Friday, June 6, 2014

An Overdue Update!

Well hello there!

Was my last post really my 20 weeks update?!? I've officially earned the title of worst blogger ever. What a crazy 7 months it has been, let me tell you!

I've been trying to get an update up for ages but life has just been crazy!! More on that later...

On February 28, 2014 we welcomed our beautiful daughter Kadence Lillian into the world. She was 7lbs13oz and absolutely perfect in every way! I was 40 weeks and 3 days with absolutely no signs of her coming out on her own, so we went for the induction which is pretty common for IVF babies that go past 40 weeks.  Labor was quite scary actually, I'd like to say that it was a smooth delivery, but it wasn't. We had a very close call, but I was able to deliver vaginally still so that was good. I still plan on doing a labor and delivery post, hopefully I will have more time soon.  But she is just over 3 months old, and doing well. She's had some reflux issues and colic, but overall she's a very happy and healthy little girl. She's truly a miracle in every way!!


So onto other news...Travis got his dream job right at the end of my pregnancy and has been commuting 4+ hours every day pretty much since Kadence was born. Not to mention he was gone completely for 2 weeks in CA for training. Luckily, we have now sold our house, and found one closer to his job, and will be moving in just over a week.
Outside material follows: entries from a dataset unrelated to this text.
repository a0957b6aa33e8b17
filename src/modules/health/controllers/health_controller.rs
use actix_web::{web, HttpResponse, Responder};
use serde::{Deserialize, Serialize};

use crate::modules::commissions::CommissionCalculator;

/// Health check response structure
#[derive(Debug, Serialize, Deserialize)]
pub struct HealthResponse {
    pub status: String,
    pub service: String,
    pub version: String,
    pub timestamp: String,
    pub checks: HealthChecks,
}

#[derive(Debug, Serialize, Deserialize)]
pub struct HealthChecks {
    pub engine: String,
    /// Tax rate the engine applies to GCI
    pub hst_rate: String,
}

/// GET /health - Liveness check
/// The engine has no external dependencies, so liveness is also readiness
pub async fn health_check(calculator: web::Data<CommissionCalculator>) -> impl Responder {
    let response = HealthResponse {
        status: "healthy".to_string(),
        service: env!("CARGO_PKG_NAME").to_string(),
        version: env!("CARGO_PKG_VERSION").to_string(),
        timestamp: chrono::Utc::now().to_rfc3339(),
        checks: HealthChecks {
            engine: "healthy".to_string(),
            hst_rate: calculator.tax_rate().normalize().to_string(),
        },
    };

    HttpResponse::Ok().json(response)
}

/// Configure health check routes
pub fn configure(cfg: &mut web::ServiceConfig) {
    cfg.route("/health", web::get().to(health_check));
}
use rust_decimal::Decimal;

use crate::core::{AppError, Result};

/// Harmonized Sales Tax applied to gross commission income (Ontario, 13%)
pub const DEFAULT_HST_RATE: Decimal = Decimal::from_parts(13, 0, 0, false, 2);

/// Largest monetary amount accepted on input: one trillion (1_000_000_000_000)
///
/// Every price, cap and fee is bounded by this, which keeps GCI, tax and the
/// running and summary totals far inside `Decimal`'s range.
pub const MAX_AMOUNT: Decimal = Decimal::from_parts(3_567_587_328, 232, 0, false, 0);

/// One hundred, the denominator for every percentage field
const HUNDRED: Decimal = Decimal::ONE_HUNDRED;

/// Returns `pct` percent of `amount`
///
/// Percentages are stored the way agents enter them (6 means 6%), so every
/// rate in the commission model goes through this helper.
pub fn percent_of(amount: Decimal, pct: Decimal) -> Decimal {
    amount * pct / HUNDRED
}

/// Share of `amount` left over after the agent keeps `retained_pct` percent
pub fn complement_of(amount: Decimal, retained_pct: Decimal) -> Decimal {
    amount * (Decimal::ONE - retained_pct / HUNDRED)
}

/// Remaining room under a cap, never negative
pub fn headroom(cap: Decimal, used: Decimal) -> Decimal {
    (cap - used).max(Decimal::ZERO)
}

/// Canonical string form for API responses (trailing zeros trimmed)
pub fn to_amount_string(amount: Decimal) -> String {
    amount.normalize().to_string()
}

/// Validates that a percentage lies within 0..=100
pub fn validate_percentage(field: &str, value: Decimal) -> Result<()> {
    if value < Decimal::ZERO || value > HUNDRED {
        return Err(AppError::validation(format!(
            "{} must be between 0 and 100, got {}",
            field, value
        )));
    }
    Ok(())
}

/// Validates that a monetary amount is not negative
pub fn validate_non_negative(field: &str, value: Decimal) -> Result<()> {
    if value < Decimal::ZERO {
        return Err(AppError::validation(format!(
            "{} cannot be negative, got {}",
            field, value
        )));
    }
    Ok(())
}

/// Validates that a monetary amount does not exceed [`MAX_AMOUNT`]
pub fn validate_max_amount(field: &str, value: Decimal) -> Result<()> {
    if value > MAX_AMOUNT {
        return Err(AppError::validation(format!(
            "{} cannot exceed {}, got {}",
            field, MAX_AMOUNT, value
        )));
    }
    Ok(())
}

/// Validates a tax rate expressed as a fraction (0.13 for 13%)
pub fn validate_tax_rate(rate: Decimal) -> Result<()> {
    if rate < Decimal::ZERO || rate > Decimal::ONE {
        return Err(AppError::validation(format!(
            "Tax rate must be between 0 and 1, got {}",
            rate
        )));
    }
    Ok(())
}
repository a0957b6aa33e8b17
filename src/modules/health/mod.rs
pub mod controllers;
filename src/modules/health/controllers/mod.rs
mod health_controller;

pub use health_controller::{configure, HealthResponse};
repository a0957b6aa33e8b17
pub mod commissions;
pub mod health;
Crazy, crazy!!

I cannot believe how much my life has changed in just one year. It was June 10th last year that Dr. Surrey transferred one beautiful embryo into me, and now one year later here we are. I am so grateful for all of our struggles because I know if it wasn't for my infertility I wouldn't have Kadence, and I just can't imagine living without her. She is my whole world and I know everything happened for a reason, she was meant to come into our lives this way.
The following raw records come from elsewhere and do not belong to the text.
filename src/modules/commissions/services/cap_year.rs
use chrono::{Datelike, NaiveDate};

use crate::core::calendar;
use crate::modules::commissions::models::{CommissionProfile, Transaction};

/// The cap-year window that contains a reference date
#[derive(Debug, Clone, Copy, PartialEq, Eq)]
pub struct CapYear {
    pub start: NaiveDate,
    pub next_anniversary: NaiveDate,
}

impl CapYear {
    /// Cap-year anchored on `anniversary` that contains `today`
    pub fn containing(anniversary: NaiveDate, today: NaiveDate) -> Self {
        let start = calendar::cap_year_start(anniversary, today);
        Self {
            start,
            next_anniversary: calendar::next_anniversary(anniversary, start),
        }
    }

    /// Cap-year for an agent, falling back to the calendar year when the
    /// agent has no commission profile
    pub fn for_profile(profile: Option<&CommissionProfile>, today: NaiveDate) -> Self {
        let anniversary = match profile {
            Some(p) => p.cap_anniversary_date,
            None => NaiveDate::from_ymd_opt(today.year(), 1, 1).unwrap_or(today),
        };
        Self::containing(anniversary, today)
    }

    /// Deals accepted on or after the start accrue toward the caps.
    /// There is no upper bound: future-dated deals also count.
    pub fn includes(&self, date: NaiveDate) -> bool {
        date >= self.start
    }

    /// Splits transactions into current cap-year (ascending by acceptance
    /// date, ties in input order) and earlier ones (input order)
    pub fn partition<'a>(
        &self,
        transactions: &'a [Transaction],
    ) -> (Vec<&'a Transaction>, Vec<&'a Transaction>) {
        let (mut current, prior): (Vec<_>, Vec<_>) = transactions
            .iter()
            .partition(|tx| self.includes(tx.acceptance_date));
        current.sort_by_key(|tx| tx.acceptance_date);
        (current, prior)
    }
}
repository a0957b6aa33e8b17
use actix_web::{error::JsonPayloadError, HttpRequest};

use crate::core::AppError;

/// Maps JSON extractor failures onto the API error envelope
///
/// Registered through `web::JsonConfig::error_handler` so malformed request
/// bodies produce the same `{"error": {...}}` shape as validation errors.
pub fn json_error_handler(err: JsonPayloadError, req: &HttpRequest) -> actix_web::Error {
    tracing::warn!(path = %req.path(), error = %err, "Rejected request body");
    AppError::validation(format!("Invalid request body: {}", err)).into()
}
It's hard to see the big picture sometimes, especially in our darkest hours. I just want to send a huge virtual hug to anyone struggling to conceive, please don't give up hope. Even miracles take a little time!

XOXO


Friday, October 11, 2013

20 Weeks!

What?!? 20 weeks? I'm already halfway???

It's crazy how the time has gone by so fast, but so slow at the same time. The first trimester felt like it went on forever because I was on bed rest for most of it, but this second trimester has been flying by.

Other than the Subchorionic Hematoma and all of the bleeding and bed rest, the first trimester wasn't too bad. I was very lucky because I had minimal morning sickness. I didn't have much of an appetite, and I did feel pretty nauseous off and on for a few weeks but I never actually threw up. I don't know if I had the typical fatigue like most ladies get, being on bed rest I was resting all of the time so I really didn't get tired.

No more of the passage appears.